Dataset entries:

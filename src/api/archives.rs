//! Archive views over past results and media.

use axum::extract::{Query, State};
use serde::{Deserialize, Serialize};

use super::{error, success, ApiResult};
use crate::models::{MatchResult, MediaItem};
use crate::AppState;

/// Query filters for the archive. `year` matches the record's creation
/// year; `sport` is a case-insensitive substring for results and an exact
/// scope for media.
#[derive(Debug, Clone, Default, Deserialize)]
pub struct ArchiveFilter {
    #[serde(default)]
    pub year: Option<String>,
    #[serde(default)]
    pub sport: Option<String>,
}

/// Past results and media grouped in one response.
#[derive(Debug, Clone, Serialize)]
#[serde(rename_all = "camelCase")]
pub struct ArchiveView {
    pub results: Vec<MatchResult>,
    pub media: Vec<MediaItem>,
}

fn created_year(created_at: &str) -> &str {
    created_at.get(..4).unwrap_or("")
}

/// GET /api/archives - Filtered view of recorded results and media.
pub async fn get_archives(
    State(state): State<AppState>,
    Query(filter): Query<ArchiveFilter>,
) -> ApiResult<ArchiveView> {
    let revision_id = state.repo.get_revision_id().await.unwrap_or(0);

    let results = match state.repo.list_results().await {
        Ok(r) => r,
        Err(e) => return error(e, revision_id),
    };
    let media = match state.repo.list_media().await {
        Ok(m) => m,
        Err(e) => return error(e, revision_id),
    };

    let year = filter.year.as_deref().filter(|y| !y.is_empty());
    let sport = filter
        .sport
        .as_deref()
        .filter(|s| !s.is_empty())
        .map(|s| s.to_lowercase());

    let results = results
        .into_iter()
        .filter(|r| year.map_or(true, |y| created_year(&r.created_at) == y))
        .filter(|r| {
            sport
                .as_deref()
                .map_or(true, |s| r.sport.to_lowercase().contains(s))
        })
        .collect();

    let media = media
        .into_iter()
        .filter(|m| year.map_or(true, |y| created_year(&m.created_at) == y))
        .filter(|m| {
            sport
                .as_deref()
                .map_or(true, |s| m.sport.to_lowercase() == *s)
        })
        .collect();

    success(ArchiveView { results, media }, revision_id)
}
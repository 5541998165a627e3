//! Notification endpoints.

use axum::{extract::State, Json};

use super::{error, success, ApiResult};
use crate::errors::AppError;
use crate::models::{Notification, SendNotificationRequest};
use crate::AppState;

/// GET /api/notifications - List notifications, newest first.
pub async fn list_notifications(State(state): State<AppState>) -> ApiResult<Vec<Notification>> {
    let revision_id = state.repo.get_revision_id().await.unwrap_or(0);

    match state.repo.list_notifications().await {
        Ok(items) => success(items, revision_id),
        Err(e) => error(e, revision_id),
    }
}

/// POST /api/notifications - Record a notification. Timestamps come from
/// the server clock; a missing sport scope means "All Sports".
pub async fn send_notification(
    State(state): State<AppState>,
    Json(request): Json<SendNotificationRequest>,
) -> ApiResult<Notification> {
    let revision_id = state.repo.get_revision_id().await.unwrap_or(0);

    if request.message.trim().is_empty() {
        return error(
            AppError::Validation("Message is required".to_string()),
            revision_id,
        );
    }
    if request.kind.trim().is_empty() {
        return error(
            AppError::Validation("Type is required".to_string()),
            revision_id,
        );
    }

    match state.repo.create_notification(&request).await {
        Ok(item) => {
            let new_revision = state.repo.get_revision_id().await.unwrap_or(revision_id);
            success(item, new_revision)
        }
        Err(e) => error(e, revision_id),
    }
}
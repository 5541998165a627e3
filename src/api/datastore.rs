//! Full-snapshot and revision endpoints.

use axum::extract::State;

use super::{error, success, ApiResult};
use crate::models::{Datastore, RevisionInfo};
use crate::AppState;

/// GET /api/datastore - The complete datastore snapshot.
pub async fn get_datastore(State(state): State<AppState>) -> ApiResult<Datastore> {
    let revision_id = state.repo.get_revision_id().await.unwrap_or(0);

    match state.repo.datastore().await {
        Ok(snapshot) => success(snapshot, revision_id),
        Err(e) => error(e, revision_id),
    }
}

/// GET /api/datastore/revision - Just the revision counter, for cheap
/// staleness checks.
pub async fn get_revision(State(state): State<AppState>) -> ApiResult<RevisionInfo> {
    let revision_id = state.repo.get_revision_id().await.unwrap_or(0);

    match state.repo.get_revision_info().await {
        Ok(info) => success(info, revision_id),
        Err(e) => error(e, revision_id),
    }
}
//! Player roster records.

use serde::{Deserialize, Serialize};

/// A rostered player. The (college, sport, jersey) combination is unique
/// at insert time.
#[derive(Debug, Clone, Serialize, Deserialize)]
#[serde(rename_all = "camelCase")]
pub struct Player {
    pub id: String,
    pub name: String,
    pub college: String,
    pub sport: String,
    pub position: String,
    pub jersey: i64,
    /// Inline data URL, or absent for players without a photo.
    #[serde(skip_serializing_if = "Option::is_none")]
    pub photo: Option<String>,
    pub created_at: String,
}

/// Request body for adding a player, also the shape of one imported CSV row.
#[derive(Debug, Clone, Deserialize)]
#[serde(rename_all = "camelCase")]
pub struct CreatePlayerRequest {
    pub name: String,
    pub college: String,
    pub sport: String,
    pub position: String,
    pub jersey: i64,
    #[serde(default)]
    pub photo: Option<String>,
}

/// Optional query filters for the player list.
#[derive(Debug, Clone, Default, Deserialize)]
pub struct PlayerFilter {
    /// Case-insensitive name substring.
    #[serde(default)]
    pub q: Option<String>,
    #[serde(default)]
    pub college: Option<String>,
    #[serde(default)]
    pub sport: Option<String>,
}

/// Outcome of a CSV roster import.
#[derive(Debug, Clone, Serialize)]
#[serde(rename_all = "camelCase")]
pub struct ImportReport {
    pub imported: usize,
    /// Rows skipped because their (college, sport, jersey) slot was taken.
    pub skipped_duplicates: usize,
    /// Rows discarded for having no name.
    pub discarded: usize,
}
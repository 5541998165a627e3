//! Credential hashing for the admin registry.
//!
//! Passwords are stored as salted PBKDF2-HMAC-SHA256 digests and verified
//! with a constant-time comparison to mitigate timing attacks. The stored
//! form is `pbkdf2-sha256$<iterations>$<salt b64>$<digest b64>`, so the
//! iteration count can be raised later without invalidating old hashes.

use base64::engine::general_purpose::STANDARD_NO_PAD as B64;
use base64::Engine;
use pbkdf2::pbkdf2_hmac;
use rand_core::{OsRng, RngCore};
use sha2::Sha256;
use subtle::ConstantTimeEq;

use crate::errors::AppError;

const SCHEME: &str = "pbkdf2-sha256";
const ITERATIONS: u32 = 600_000;
const SALT_LEN: usize = 16;
const DIGEST_LEN: usize = 32;

/// Hash a password with a fresh random salt.
pub fn hash_password(password: &str) -> String {
    let mut salt = [0u8; SALT_LEN];
    OsRng.fill_bytes(&mut salt);
    let digest = derive(password, &salt, ITERATIONS);
    format!(
        "{}${}${}${}",
        SCHEME,
        ITERATIONS,
        B64.encode(salt),
        B64.encode(digest)
    )
}

/// Check a password against a stored hash.
///
/// A malformed stored hash is an internal error, not a failed login; it
/// means the registry itself is corrupt.
pub fn verify_password(password: &str, stored: &str) -> Result<bool, AppError> {
    let mut parts = stored.splitn(4, '$');
    let (Some(scheme), Some(iterations), Some(salt_b64), Some(digest_b64)) =
        (parts.next(), parts.next(), parts.next(), parts.next())
    else {
        return Err(malformed());
    };
    if scheme != SCHEME {
        return Err(malformed());
    }
    let iterations: u32 = iterations.parse().map_err(|_| malformed())?;
    let salt = B64.decode(salt_b64).map_err(|_| malformed())?;
    let expected = B64.decode(digest_b64).map_err(|_| malformed())?;

    let actual = derive(password, &salt, iterations);

    // Constant-time comparison to prevent timing attacks
    Ok(actual.as_slice().ct_eq(expected.as_slice()).into())
}

fn derive(password: &str, salt: &[u8], iterations: u32) -> [u8; DIGEST_LEN] {
    let mut out = [0u8; DIGEST_LEN];
    pbkdf2_hmac::<Sha256>(password.as_bytes(), salt, iterations, &mut out);
    out
}

fn malformed() -> AppError {
    AppError::Internal("Malformed password hash in admin registry".to_string())
}
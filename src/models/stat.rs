//! Free-form statistics. There is no per-sport schema; a stat is a named
//! value attached to either a player or a whole team.

use serde::{Deserialize, Serialize};

/// Whether a stat belongs to a single player or a team.
#[derive(Debug, Clone, Copy, PartialEq, Eq, Serialize, Deserialize)]
pub enum StatKind {
    Player,
    Team,
}

impl StatKind {
    pub fn as_str(&self) -> &'static str {
        match self {
            StatKind::Player => "Player",
            StatKind::Team => "Team",
        }
    }

    pub fn from_str(s: &str) -> Option<Self> {
        match s {
            "Player" => Some(StatKind::Player),
            "Team" => Some(StatKind::Team),
            _ => None,
        }
    }
}

#[derive(Debug, Clone, Serialize, Deserialize)]
#[serde(rename_all = "camelCase")]
pub struct Stat {
    pub id: String,
    #[serde(rename = "type")]
    pub kind: StatKind,
    pub sport: String,
    pub college: String,
    #[serde(skip_serializing_if = "Option::is_none")]
    pub player_id: Option<String>,
    pub stat_name: String,
    pub stat_value: String,
    pub created_at: String,
}

#[derive(Debug, Clone, Deserialize)]
#[serde(rename_all = "camelCase")]
pub struct CreateStatRequest {
    #[serde(rename = "type")]
    pub kind: StatKind,
    pub sport: String,
    pub college: String,
    #[serde(default)]
    pub player_id: Option<String>,
    pub stat_name: String,
    pub stat_value: String,
}

/// Patch for an existing stat; absent fields keep their prior value.
#[derive(Debug, Clone, Deserialize)]
#[serde(rename_all = "camelCase")]
pub struct UpdateStatRequest {
    #[serde(rename = "type", default)]
    pub kind: Option<StatKind>,
    #[serde(default)]
    pub sport: Option<String>,
    #[serde(default)]
    pub college: Option<String>,
    #[serde(default)]
    pub player_id: Option<String>,
    #[serde(default)]
    pub stat_name: Option<String>,
    #[serde(default)]
    pub stat_value: Option<String>,
}

/// Optional query filters for the stat list.
#[derive(Debug, Clone, Default, Deserialize)]
pub struct StatFilter {
    /// Case-insensitive substring over stat name and college.
    #[serde(default)]
    pub q: Option<String>,
    #[serde(default)]
    pub college: Option<String>,
    #[serde(default)]
    pub sport: Option<String>,
}
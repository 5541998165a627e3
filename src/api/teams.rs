//! Team endpoints.

use axum::{
    extract::{Path, State},
    Json,
};

use super::{error, success, ApiResult};
use crate::errors::AppError;
use crate::models::{CreateTeamRequest, Team};
use crate::AppState;

/// GET /api/teams - List all teams.
pub async fn list_teams(State(state): State<AppState>) -> ApiResult<Vec<Team>> {
    let revision_id = state.repo.get_revision_id().await.unwrap_or(0);

    match state.repo.list_teams().await {
        Ok(teams) => success(teams, revision_id),
        Err(e) => error(e, revision_id),
    }
}

/// POST /api/teams - Create a new team.
pub async fn create_team(
    State(state): State<AppState>,
    Json(request): Json<CreateTeamRequest>,
) -> ApiResult<Team> {
    let revision_id = state.repo.get_revision_id().await.unwrap_or(0);

    for (value, label) in [
        (&request.name, "Name"),
        (&request.org, "Organization"),
        (&request.primary_sport, "Primary sport"),
    ] {
        if value.trim().is_empty() {
            return error(
                AppError::Validation(format!("{} is required", label)),
                revision_id,
            );
        }
    }

    match state.repo.create_team(&request).await {
        Ok(team) => {
            let new_revision = state.repo.get_revision_id().await.unwrap_or(revision_id);
            success(team, new_revision)
        }
        Err(e) => error(e, revision_id),
    }
}

/// DELETE /api/teams/:id - Delete a team.
pub async fn delete_team(State(state): State<AppState>, Path(id): Path<String>) -> ApiResult<()> {
    let revision_id = state.repo.get_revision_id().await.unwrap_or(0);

    match state.repo.delete_team(&id).await {
        Ok(()) => {
            let new_revision = state.repo.get_revision_id().await.unwrap_or(revision_id);
            success((), new_revision)
        }
        Err(e) => error(e, revision_id),
    }
}
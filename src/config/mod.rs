//! Configuration module for the arena backend.
//!
//! All configuration is loaded from environment variables with sensible
//! defaults.

use std::env;
use std::net::SocketAddr;
use std::path::PathBuf;

/// Application configuration loaded from environment variables.
#[derive(Debug, Clone)]
pub struct Config {
    /// Path to SQLite database file
    pub db_path: PathBuf,
    /// Address to bind the server to
    pub bind_addr: SocketAddr,
    /// Log level (trace, debug, info, warn, error)
    pub log_level: String,
    /// Minutes past its scheduled start during which an unresulted match
    /// counts as live
    pub live_window_minutes: i64,
    /// Insert demo matches/teams/players into an empty database at startup
    pub seed_demo: bool,
    /// Password for the bootstrap `admin` account created on first run
    pub bootstrap_password: String,
    /// Maximum accepted media payload (data URL length in bytes)
    pub max_media_bytes: usize,
}

impl Config {
    /// Load configuration from environment variables.
    pub fn from_env() -> Self {
        dotenvy::dotenv().ok();

        let db_path = env::var("ARENA_DB_PATH")
            .unwrap_or_else(|_| "./data/arena.sqlite".to_string())
            .into();

        let bind_addr = env::var("ARENA_BIND_ADDR")
            .unwrap_or_else(|_| "127.0.0.1:8080".to_string())
            .parse()
            .expect("Invalid ARENA_BIND_ADDR format");

        let log_level = env::var("ARENA_LOG_LEVEL").unwrap_or_else(|_| "info".to_string());

        let live_window_minutes = env::var("ARENA_LIVE_WINDOW_MINUTES")
            .ok()
            .and_then(|v| v.parse().ok())
            .unwrap_or(120);

        let seed_demo = env::var("ARENA_SEED_DEMO")
            .map(|v| v == "1" || v.eq_ignore_ascii_case("true"))
            .unwrap_or(false);

        let bootstrap_password =
            env::var("ARENA_BOOTSTRAP_PASSWORD").unwrap_or_else(|_| "admin123".to_string());

        let max_media_bytes = env::var("ARENA_MAX_MEDIA_BYTES")
            .ok()
            .and_then(|v| v.parse().ok())
            .unwrap_or(5 * 1024 * 1024);

        Self {
            db_path,
            bind_addr,
            log_level,
            live_window_minutes,
            seed_demo,
            bootstrap_password,
            max_media_bytes,
        }
    }
}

_BRIEF_
Would you copy out exactly the lines from the one holding "info, warn, error)" through the end of the entries above, both ends included?

_EXERCISE ANSWER_
    /// Log level (trace, debug, info, warn, error)
    pub log_level: String,
    /// Minutes past its scheduled start during which an unresulted match
    /// counts as live
    pub live_window_minutes: i64,
    /// Insert demo matches/teams/players into an empty database at startup
    pub seed_demo: bool,
    /// Password for the bootstrap `admin` account created on first run
    pub bootstrap_password: String,
    /// Maximum accepted media payload (data URL length in bytes)
    pub max_media_bytes: usize,
}

impl Config {
    /// Load configuration from environment variables.
    pub fn from_env() -> Self {
        dotenvy::dotenv().ok();

        let db_path = env::var("ARENA_DB_PATH")
            .unwrap_or_else(|_| "./data/arena.sqlite".to_string())
            .into();

        let bind_addr = env::var("ARENA_BIND_ADDR")
            .unwrap_or_else(|_| "127.0.0.1:8080".to_string())
            .parse()
            .expect("Invalid ARENA_BIND_ADDR format");

        let log_level = env::var("ARENA_LOG_LEVEL").unwrap_or_else(|_| "info".to_string());

        let live_window_minutes = env::var("ARENA_LIVE_WINDOW_MINUTES")
            .ok()
            .and_then(|v| v.parse().ok())
            .unwrap_or(120);

        let seed_demo = env::var("ARENA_SEED_DEMO")
            .map(|v| v == "1" || v.eq_ignore_ascii_case("true"))
            .unwrap_or(false);

        let bootstrap_password =
            env::var("ARENA_BOOTSTRAP_PASSWORD").unwrap_or_else(|_| "admin123".to_string());

        let max_media_bytes = env::var("ARENA_MAX_MEDIA_BYTES")
            .ok()
            .and_then(|v| v.parse().ok())
            .unwrap_or(5 * 1024 * 1024);

        Self {
            db_path,
            bind_addr,
            log_level,
            live_window_minutes,
            seed_demo,
            bootstrap_password,
            max_media_bytes,
        }
    }
}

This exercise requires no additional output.